#### Exercise aim
Please return the lines below verbatim, beginning at the one that has "that can fail" and stopping after the one that has "error (not corruption)", and add no other lines.

'''

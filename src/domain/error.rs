//! Error handling types

use thiserror::Error;

/// Result type alias for operations that can fail
pub type Result<T> = std::result::Result<T, Error>;

/// Main error type for the code intelligence index
///
/// Variants follow the error taxonomy of the system: invalid input,
/// missing initialization, store corruption, transient I/O, embedding
/// failures and latency budget violations. Every public operation returns
/// one of these; nothing unwinds across component boundaries.
#[derive(Error, Debug)]
pub enum Error {
    /// I/O operation error
    #[error("I/O error: {source}")]
    Io {
        /// The underlying I/O error
        #[from]
        source: std::io::Error,
    },

    /// JSON parsing or serialization error
    #[error("JSON error: {source}")]
    Json {
        /// The underlying JSON error
        #[from]
        source: serde_json::Error,
    },

    /// Invalid argument or query provided by the caller; never retried
    #[error("Invalid input: {message}")]
    InvalidInput {
        /// Description of the invalid input
        message: String,
    },

    /// Project state is missing; run `code-index init` first
    #[error("Not initialized: {message} (run `code-index init`)")]
    NotInitialized {
        /// What was missing
        message: String,
    },

    /// The durable store is corrupt; reinitialize the index
    #[error("Index unavailable: {message} (reinitialize with `code-index init`)")]
    StoreCorrupt {
        /// Description of the corruption
        message: String,
    },

    /// Durable store operation error (not corruption)
    #[error("Store error: {message}")]
    Store {
        /// Description of the store error
        message: String,
    },

    /// Transient I/O failure; retried with backoff before surfacing
    #[error("Transient I/O error: {message}")]
    TransientIo {
        /// Description of the transient failure
        message: String,
    },

    /// Embedding inference failure after the fallback chain was exhausted
    #[error("Embedding error: {message}")]
    Embedding {
        /// Description of the embedding failure
        message: String,
    },

    /// Latency budget exceeded and no partial result was legal
    #[error("Latency budget exceeded: {message}")]
    SlaViolation {
        /// Which budget was blown
        message: String,
    },

    /// Internal system error
    #[error("Internal error: {message}")]
    Internal {
        /// Description of the internal error
        message: String,
    },
}

impl Error {
    /// Create an invalid input error
    pub fn invalid_input<S: Into<String>>(message: S) -> Self {
        Self::InvalidInput {
            message: message.into(),
        }
    }

    /// Create a not-initialized error
    pub fn not_initialized<S: Into<String>>(message: S) -> Self {
        Self::NotInitialized {
            message: message.into(),
        }
    }

    /// Create a store corruption error
    pub fn store_corrupt<S: Into<String>>(message: S) -> Self {
        Self::StoreCorrupt {
            message: message.into(),
        }
    }

    /// Create a store error
    pub fn store<S: Into<String>>(message: S) -> Self {
        Self::Store {
            message: message.into(),
        }
    }

    /// Create a transient I/O error
    pub fn transient_io<S: Into<String>>(message: S) -> Self {
        Self::TransientIo {
            message: message.into(),
        }
    }

    /// Create an embedding error
    pub fn embedding<S: Into<String>>(message: S) -> Self {
        Self::Embedding {
            message: message.into(),
        }
    }

    /// Create an SLA violation error
    pub fn sla_violation<S: Into<String>>(message: S) -> Self {
        Self::SlaViolation {
            message: message.into(),
        }
    }

    /// Create an internal error
    pub fn internal<S: Into<String>>(message: S) -> Self {
        Self::Internal {
            message: message.into(),
        }
    }

    /// Whether the error is worth retrying with backoff
    pub fn is_transient(&self) -> bool {
        matches!(self, Self::TransientIo { .. })
    }
}

impl From<rusqlite::Error> for Error {
    fn from(err: rusqlite::Error) -> Self {
        match &err {
            rusqlite::Error::SqliteFailure(code, _)
                if matches!(
                    code.code,
                    rusqlite::ErrorCode::DatabaseCorrupt | rusqlite::ErrorCode::NotADatabase
                ) =>
            {
                Self::StoreCorrupt {
                    message: err.to_string(),
                }
            }
            _ => Self::Store {
                message: err.to_string(),
            },
        }
    }
}

impl From<String> for Error {
    fn from(s: String) -> Self {
        Self::Internal { message: s }
    }
}

impl From<&str> for Error {
    fn from(s: &str) -> Self {
        Self::Internal {
            message: s.to_string(),
        }
    }
}

#[cfg(test)]
mod tests {
    use super::*;

    #[test]
    fn messages_name_the_failing_subsystem() {
        let err = Error::not_initialized("missing .codeindex directory");
        assert!(err.to_string().contains("code-index init"));

        let err = Error::store_corrupt("malformed database header");
        assert!(err.to_string().contains("Index unavailable"));
    }

    #[test]
    fn transient_classification() {
        assert!(Error::transient_io("file lock held").is_transient());
        assert!(!Error::invalid_input("empty query").is_transient());
    }
}
//! Structural code chunking.
//!
//! Carves parsed trees into documented, content-hashed chunks: one chunk
//! per top-level function, one per concrete class member, one for a class
//! with no members, and a single module-level chunk for files with no
//! definitions at all. Nested functions stay embedded in their parent's
//! content and never become independent chunks.

pub mod normalize;

pub use normalize::{chunk_hash, normalize};

use tree_sitter::Node;

use crate::domain::extract::{all_children, has_token, leading_comments, named_children};
use crate::domain::parsing::ParsedTree;
use crate::domain::types::{ChunkContext, ChunkKind, CodeChunk, Language};

/// Chunker settings.
#[derive(Debug, Clone)]
pub struct ChunkerConfig {
    /// Chunks above this many lines log a warning (still produced)
    pub max_chunk_lines: u32,
}

impl Default for ChunkerConfig {
    fn default() -> Self {
        Self {
            max_chunk_lines: 5_000,
        }
    }
}

/// Produce the ordered chunk list for a parsed file.
pub fn chunk_file(parsed: &ParsedTree, relative_path: &str, config: &ChunkerConfig) -> Vec<CodeChunk> {
    let module_path = module_path_of(relative_path);
    let mut chunker = Chunker {
        parsed,
        config,
        module_path,
        relative_path,
        chunks: Vec::new(),
    };

    for node in named_children(parsed.root()) {
        chunker.top_level(node);
    }

    if chunker.chunks.is_empty() {
        // Policy for definition-free files: one module-level chunk
        chunker.emit_module_chunk();
    }

    chunker.chunks
}

fn module_path_of(relative_path: &str) -> String {
    let trimmed = relative_path
        .rsplit_once('.')
        .map(|(stem, _)| stem)
        .unwrap_or(relative_path);
    trimmed.replace('\\', "/")
}

fn file_stem(relative_path: &str) -> String {
    std::path::Path::new(relative_path)
        .file_stem()
        .and_then(|s| s.to_str())
        .unwrap_or(relative_path)
        .to_string()
}

struct Chunker<'c> {
    parsed: &'c ParsedTree,
    config: &'c ChunkerConfig,
    module_path: String,
    relative_path: &'c str,
    chunks: Vec<CodeChunk>,
}
#[tokio::main]
async fn main() -> ExitCode {
    tracing_subscriber::fmt()
        .with_env_filter(
            tracing_subscriber::EnvFilter::try_from_default_env()
                .unwrap_or_else(|_| tracing_subscriber::EnvFilter::new("code_index=info")),
        )
        .with_writer(std::io::stderr)
        .init();

    let cli = Cli::parse();
    let root = cli
        .root
        .clone()
        .unwrap_or_else(|| std::env::current_dir().unwrap_or_else(|_| PathBuf::from(".")));

    let result = match cli.command {
        Command::Init => cmd_init(root).await,
        Command::Index => cmd_index(root).await,
        Command::Embed {
            rebuild,
            files,
            profile,
        } => cmd_embed(root, rebuild, files, profile).await,
        Command::Refresh { paths } => cmd_refresh(root, paths).await,
        Command::Serve => cmd_serve(root).await,
        Command::Config { action } => cmd_config(root, action).await,
        Command::Doctor => cmd_doctor(root).await,
        Command::Metrics { json, log_dir } => cmd_metrics(root, json, log_dir).await,
    };

    match result {
        Ok(code) => code,
        Err(err) => {
            eprintln!("error: {err}");
            exit_code_for(&err)
        }
    }
}
//! Code Intelligence Domain Model
//!
//! Defines the entities shared across the indexing and retrieval pipeline:
//! content-addressed code chunks, extracted symbols and call sites, file
//! change events, ignore patterns, embedding profiles and the hardware
//! capability snapshot that drives profile selection.

use std::collections::BTreeMap;
use std::path::PathBuf;

use chrono::{DateTime, Utc};
use serde::{Deserialize, Serialize};

/// Supported source languages, detected by file extension.
#[derive(Debug, Clone, Copy, Serialize, Deserialize, PartialEq, Eq, Hash)]
pub enum Language {
    /// TypeScript (`.ts`)
    TypeScript,
    /// TypeScript with JSX (`.tsx`)
    Tsx,
    /// JavaScript (`.js`, `.jsx`, `.mjs`, `.cjs`)
    JavaScript,
    /// Python (`.py`)
    Python,
    /// Unrecognized extension; skipped by the indexer
    Unknown,
}

impl Language {
    /// Detect the language from a file extension (without the dot).
    pub fn from_extension(ext: &str) -> Self {
        match ext.to_lowercase().as_str() {
            "ts" => Language::TypeScript,
            "tsx" => Language::Tsx,
            "js" | "jsx" | "mjs" | "cjs" => Language::JavaScript,
            "py" => Language::Python,
            _ => Language::Unknown,
        }
    }

    /// Detect the language from a file path.
    pub fn from_path(path: &std::path::Path) -> Self {
        path.extension()
            .and_then(|e| e.to_str())
            .map(Self::from_extension)
            .unwrap_or(Language::Unknown)
    }

    /// Stable lowercase name used in the store and in tool responses.
    pub fn as_str(&self) -> &'static str {
        match self {
            Language::TypeScript => "typescript",
            Language::Tsx => "tsx",
            Language::JavaScript => "javascript",
            Language::Python => "python",
            Language::Unknown => "unknown",
        }
    }

    /// Whether the indexer should process files of this language.
    pub fn is_supported(&self) -> bool {
        !matches!(self, Language::Unknown)
    }
}

impl std::fmt::Display for Language {
    fn fmt(&self, f: &mut std::fmt::Formatter<'_>) -> std::fmt::Result {
        write!(f, "{}", self.as_str())
    }
}

impl std::str::FromStr for Language {
    type Err = ();

    fn from_str(s: &str) -> std::result::Result<Self, Self::Err> {
        Ok(match s {
            "typescript" => Language::TypeScript,
            "tsx" => Language::Tsx,
            "javascript" => Language::JavaScript,
            "python" => Language::Python,
            _ => Language::Unknown,
        })
    }
}

/// Kind of semantic unit a chunk represents.
#[derive(Debug, Clone, Copy, Serialize, Deserialize, PartialEq, Eq, Hash)]
#[serde(rename_all = "snake_case")]
pub enum ChunkKind {
    /// Plain function declaration
    Function,
    /// `async` function
    AsyncFunction,
    /// Generator function (`function*` / `def` with `yield` is still Function)
    Generator,
    /// Method inside a class
    Method,
    /// Class constructor
    Constructor,
    /// Class property with an initializer
    Property,
    /// Class declaration itself (emitted when the class has no methods)
    Class,
    /// Module-level remainder for files with no definitions
    Module,
}

impl ChunkKind {
    /// Stable snake_case name used in hashing and in the store.
    pub fn as_str(&self) -> &'static str {
        match self {
            ChunkKind::Function => "function",
            ChunkKind::AsyncFunction => "async_function",
            ChunkKind::Generator => "generator",
            ChunkKind::Method => "method",
            ChunkKind::Constructor => "constructor",
            ChunkKind::Property => "property",
            ChunkKind::Class => "class",
            ChunkKind::Module => "module",
        }
    }
}

impl std::fmt::Display for ChunkKind {
    fn fmt(&self, f: &mut std::fmt::Formatter<'_>) -> std::fmt::Result {
        write!(f, "{}", self.as_str())
    }
}

/// Contextual metadata preserved with each chunk.
#[derive(Debug, Clone, Serialize, Deserialize, PartialEq, Default)]
pub struct ChunkContext {
    /// Enclosing class name for methods/constructors/properties
    pub class_name: Option<String>,
    /// Direct parents of the enclosing class
    pub class_inheritance: Vec<String>,
    /// Module path (relative file path without extension)
    pub module_path: String,
    /// Enclosing namespace, when the language has one
    pub namespace: Option<String>,
    /// Whether the definition sits at the top level of the file
    pub is_top_level: bool,
    /// Hash of the enclosing chunk, for members of a class
    pub parent_chunk_hash: Option<String>,
}

/// A content-addressed semantic unit of code.
///
/// The `chunk_hash` is a SHA-256 over the normalized form of the chunk
/// (kind, name, signature, documentation, whitespace-collapsed body), so
/// identical semantic chunks in different files or runs share a hash,
/// whitespace-only edits do not change it, and documentation or code edits
/// do.
#[derive(Debug, Clone, Serialize, Deserialize, PartialEq)]
pub struct CodeChunk {
    /// Content-addressed identity (64 lowercase hex chars)
    pub chunk_hash: String,
    /// Kind of semantic unit
    pub kind: ChunkKind,
    /// Declared name (file stem for module-level chunks)
    pub name: String,
    /// Reconstructed signature, when the unit has one
    pub signature: Option<String>,
    /// Immediately preceding documentation, when contiguous
    pub documentation: Option<String>,
    /// 1-based first line of the chunk span
    pub start_line: u32,
    /// 1-based last line of the chunk span (inclusive)
    pub end_line: u32,
    /// Byte offset of the span start
    pub start_byte: u32,
    /// Byte offset one past the span end
    pub end_byte: u32,
    /// Source language
    pub language: Language,
    /// Contextual metadata (enclosing class, module path, nesting)
    pub context: ChunkContext,
    /// Verbatim chunk content, including decorators and trivia
    pub content: String,
}

/// Symbol kinds recorded by the extractor.
#[derive(Debug, Clone, Copy, Serialize, Deserialize, PartialEq, Eq, Hash)]
#[serde(rename_all = "snake_case")]
pub enum SymbolKind {
    /// Free function
    Function,
    /// Class method
    Method,
    /// Class constructor
    Constructor,
    /// Class property
    Property,
    /// Class declaration
    Class,
    /// Interface declaration (TS)
    Interface,
    /// Type alias (TS)
    Type,
    /// Enum declaration (TS)
    Enum,
    /// Mutable binding (`let`, `var`)
    Variable,
    /// Immutable binding (`const`)
    Constant,
    /// Namespace/module declaration (TS)
    Namespace,
}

'''

#### Finished exercise
/// Result type alias for operations that can fail
pub type Result<T> = std::result::Result<T, Error>;

/// Main error type for the code intelligence index
///
/// Variants follow the error taxonomy of the system: invalid input,
/// missing initialization, store corruption, transient I/O, embedding
/// failures and latency budget violations. Every public operation returns
/// one of these; nothing unwinds across component boundaries.
#[derive(Error, Debug)]
pub enum Error {
    /// I/O operation error
    #[error("I/O error: {source}")]
    Io {
        /// The underlying I/O error
        #[from]
        source: std::io::Error,
    },

    /// JSON parsing or serialization error
    #[error("JSON error: {source}")]
    Json {
        /// The underlying JSON error
        #[from]
        source: serde_json::Error,
    },

    /// Invalid argument or query provided by the caller; never retried
    #[error("Invalid input: {message}")]
    InvalidInput {
        /// Description of the invalid input
        message: String,
    },

    /// Project state is missing; run `code-index init` first
    #[error("Not initialized: {message} (run `code-index init`)")]
    NotInitialized {
        /// What was missing
        message: String,
    },

    /// The durable store is corrupt; reinitialize the index
    #[error("Index unavailable: {message} (reinitialize with `code-index init`)")]
    StoreCorrupt {
        /// Description of the corruption
        message: String,
    },

    /// Durable store operation error (not corruption)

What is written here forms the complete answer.